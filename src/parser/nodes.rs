use anyhow::{Context, Result};
use quick_xml::events::{BytesStart, BytesText, Event};
use quick_xml::Reader;

use crate::config::{CONTINUATION_TEXT, LOG_TOO_LARGE_TEXT};

/// One hyperlink embedded in a log entry. Several extraction rules select
/// article names by link position because nested parentheses defeat the
/// sentence patterns.
#[derive(Debug, Clone, PartialEq, Eq)]
pub struct Link {
    pub text: String,
    pub href: String,
}

/// One list item: a single log entry's text plus its embedded links.
#[derive(Debug, Clone, Default, PartialEq, Eq)]
pub struct Item {
    /// Item belongs to the page's table of contents, not the log.
    pub toc: bool,
    pub text: String,
    pub links: Vec<Link>,
}

/// Document-order content node the walker consumes.
#[derive(Debug, Clone)]
pub enum Node {
    /// `<h3>` whose first `<span>` is a `mw-headline` carrying an id; date
    /// headings are recognized by the id shape, others are passed over.
    Heading { id: String, text: String },
    /// Outermost `<ul>` with its items.
    List(Vec<Item>),
}

/// Scanned shape of one cached page.
#[derive(Debug, Default)]
pub struct PageMarkup {
    pub nodes: Vec<Node>,
    /// Page resumes a daily log truncated on the previous revision.
    pub is_continuation: bool,
    /// Page carries the oversized-log marker instead of entries.
    pub log_too_large: bool,
}

const VOID_ELEMENTS: &[&str] = &[
    "area", "base", "br", "col", "embed", "hr", "img", "input", "link", "meta", "param",
    "source", "track", "wbr",
];

struct HeadingCapture {
    depth: usize,
    first_span_seen: bool,
    headline_depth: Option<usize>,
    id: Option<String>,
    text: String,
}

struct ListCapture {
    depth: usize,
    items: Vec<Item>,
    open_item: Option<Item>,
    open_link: Option<Link>,
}

/// Streaming scan of one archived page. Lenient about the HTML it accepts:
/// unclosed `<li>` closes the previous item, void elements never nest, end
/// tags close any intervening open elements, and undecodable entities fall
/// back to the raw text. Only the `mw-content-text` subtree contributes
/// nodes; marker sentences are matched anywhere in the document.
pub fn scan_page(html: &str) -> Result<PageMarkup> {
    let mut reader = Reader::from_str(html);
    let cfg = reader.config_mut();
    cfg.check_end_names = false;
    cfg.allow_unmatched_ends = true;

    let mut page = PageMarkup::default();
    let mut stack: Vec<String> = Vec::new();
    let mut content_depth: Option<usize> = None;
    let mut heading: Option<HeadingCapture> = None;
    let mut list: Option<ListCapture> = None;

    loop {
        match reader.read_event().context("scanning page markup")? {
            Event::Start(e) => {
                let name = tag_name(&e);
                if VOID_ELEMENTS.contains(&name.as_str()) {
                    continue;
                }
                stack.push(name.clone());
                let in_content = content_depth.is_some();

                match name.as_str() {
                    "div" if content_depth.is_none() => {
                        if attr(&e, b"id").as_deref() == Some("mw-content-text") {
                            content_depth = Some(stack.len());
                        }
                    }
                    "h3" if in_content && heading.is_none() && list.is_none() => {
                        heading = Some(HeadingCapture {
                            depth: stack.len(),
                            first_span_seen: false,
                            headline_depth: None,
                            id: None,
                            text: String::new(),
                        });
                    }
                    "span" => {
                        if let Some(h) = heading.as_mut() {
                            if !h.first_span_seen {
                                h.first_span_seen = true;
                                let class = attr(&e, b"class");
                                let id = attr(&e, b"id");
                                if class.as_deref() == Some("mw-headline") && id.is_some() {
                                    h.headline_depth = Some(stack.len());
                                    h.id = id;
                                }
                            }
                        }
                    }
                    "ul" if in_content && list.is_none() && heading.is_none() => {
                        list = Some(ListCapture {
                            depth: stack.len(),
                            items: Vec::new(),
                            open_item: None,
                            open_link: None,
                        });
                    }
                    "li" => {
                        if let Some(l) = list.as_mut() {
                            close_item(l);
                            let classes = attr(&e, b"class").unwrap_or_default();
                            let toc = classes
                                .split_whitespace()
                                .any(|c| c.starts_with("toclevel"));
                            l.open_item = Some(Item {
                                toc,
                                ..Item::default()
                            });
                        }
                    }
                    "a" => {
                        if let Some(l) = list.as_mut() {
                            if l.open_item.is_some() && l.open_link.is_none() {
                                l.open_link = Some(Link {
                                    text: String::new(),
                                    href: attr(&e, b"href").unwrap_or_default(),
                                });
                            }
                        }
                    }
                    _ => {}
                }
            }
            Event::End(e) => {
                let name = tag_name_end(e.local_name().as_ref());
                if !stack.iter().any(|t| t == &name) {
                    continue; // unmatched end tag
                }
                loop {
                    let popped = match stack.pop() {
                        Some(p) => p,
                        None => break,
                    };
                    run_close_hooks(
                        &popped,
                        stack.len(),
                        &mut page,
                        &mut content_depth,
                        &mut heading,
                        &mut list,
                    );
                    if popped == name {
                        break;
                    }
                }
            }
            Event::Text(e) => {
                let text = decode_text(&e);
                check_markers(&text, &mut page);
                append_text(&text, &mut heading, &mut list);
            }
            Event::CData(e) => {
                let text = String::from_utf8_lossy(&e).into_owned();
                check_markers(&text, &mut page);
                append_text(&text, &mut heading, &mut list);
            }
            Event::Eof => break,
            _ => {}
        }
    }

    Ok(page)
}

fn run_close_hooks(
    popped: &str,
    new_len: usize,
    page: &mut PageMarkup,
    content_depth: &mut Option<usize>,
    heading: &mut Option<HeadingCapture>,
    list: &mut Option<ListCapture>,
) {
    if let Some(l) = list.as_mut() {
        if popped == "a" {
            close_link(l);
        }
        if popped == "li" {
            close_item(l);
        }
        if new_len < l.depth {
            close_item(l);
            let done = list.take().unwrap();
            page.nodes.push(Node::List(done.items));
        }
    }
    if let Some(h) = heading.as_mut() {
        if let Some(d) = h.headline_depth {
            if new_len < d {
                h.headline_depth = None; // headline span closed, keep captured text
            }
        }
        if new_len < h.depth {
            let done = heading.take().unwrap();
            if let Some(id) = done.id {
                page.nodes.push(Node::Heading {
                    id,
                    text: done.text,
                });
            }
        }
    }
    if let Some(d) = *content_depth {
        if new_len < d {
            *content_depth = None;
        }
    }
}

fn close_item(l: &mut ListCapture) {
    close_link(l);
    if let Some(item) = l.open_item.take() {
        l.items.push(item);
    }
}

fn close_link(l: &mut ListCapture) {
    if let Some(link) = l.open_link.take() {
        if let Some(item) = l.open_item.as_mut() {
            item.links.push(link);
        }
    }
}

fn append_text(
    text: &str,
    heading: &mut Option<HeadingCapture>,
    list: &mut Option<ListCapture>,
) {
    if let Some(h) = heading.as_mut() {
        if h.headline_depth.is_some() {
            h.text.push_str(text);
        }
        return;
    }
    if let Some(l) = list.as_mut() {
        if let Some(item) = l.open_item.as_mut() {
            item.text.push_str(text);
            if let Some(link) = l.open_link.as_mut() {
                link.text.push_str(text);
            }
        }
    }
}

fn check_markers(text: &str, page: &mut PageMarkup) {
    let trimmed = text.trim();
    if trimmed == CONTINUATION_TEXT {
        page.is_continuation = true;
    } else if trimmed == LOG_TOO_LARGE_TEXT {
        page.log_too_large = true;
    }
}

fn tag_name(e: &BytesStart) -> String {
    String::from_utf8_lossy(e.local_name().as_ref()).to_ascii_lowercase()
}

fn tag_name_end(raw: &[u8]) -> String {
    String::from_utf8_lossy(raw).to_ascii_lowercase()
}

fn attr(e: &BytesStart, key: &[u8]) -> Option<String> {
    for a in e.attributes().with_checks(false).flatten() {
        if a.key.as_ref().eq_ignore_ascii_case(key) {
            return Some(match a.unescape_value() {
                Ok(v) => v.into_owned(),
                Err(_) => String::from_utf8_lossy(&a.value).into_owned(),
            });
        }
    }
    None
}

/// Unescape text, tolerating the HTML-only entities the XML reader rejects.
fn decode_text(e: &BytesText) -> String {
    match e.unescape() {
        Ok(s) => s.into_owned(),
        Err(_) => {
            let raw = String::from_utf8_lossy(e.as_ref());
            raw.replace("&nbsp;", " ")
                .replace("&amp;", "&")
                .replace("&lt;", "<")
                .replace("&gt;", ">")
                .replace("&quot;", "\"")
        }
    }
}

++++++++++

Beginning at the top of the records above, transcribe each line exactly up to and including the line that holds "pub enum Node".

filename src/parser/nodes.rs
use anyhow::{Context, Result};
use quick_xml::events::{BytesStart, BytesText, Event};
use quick_xml::Reader;

use crate::config::{CONTINUATION_TEXT, LOG_TOO_LARGE_TEXT};

/// One hyperlink embedded in a log entry. Several extraction rules select
/// article names by link position because nested parentheses defeat the
/// sentence patterns.
#[derive(Debug, Clone, PartialEq, Eq)]
pub struct Link {
    pub text: String,
    pub href: String,
}

/// One list item: a single log entry's text plus its embedded links.
#[derive(Debug, Clone, Default, PartialEq, Eq)]
pub struct Item {
    /// Item belongs to the page's table of contents, not the log.
    pub toc: bool,
    pub text: String,
    pub links: Vec<Link>,
}

/// Document-order content node the walker consumes.
#[derive(Debug, Clone)]
pub enum Node {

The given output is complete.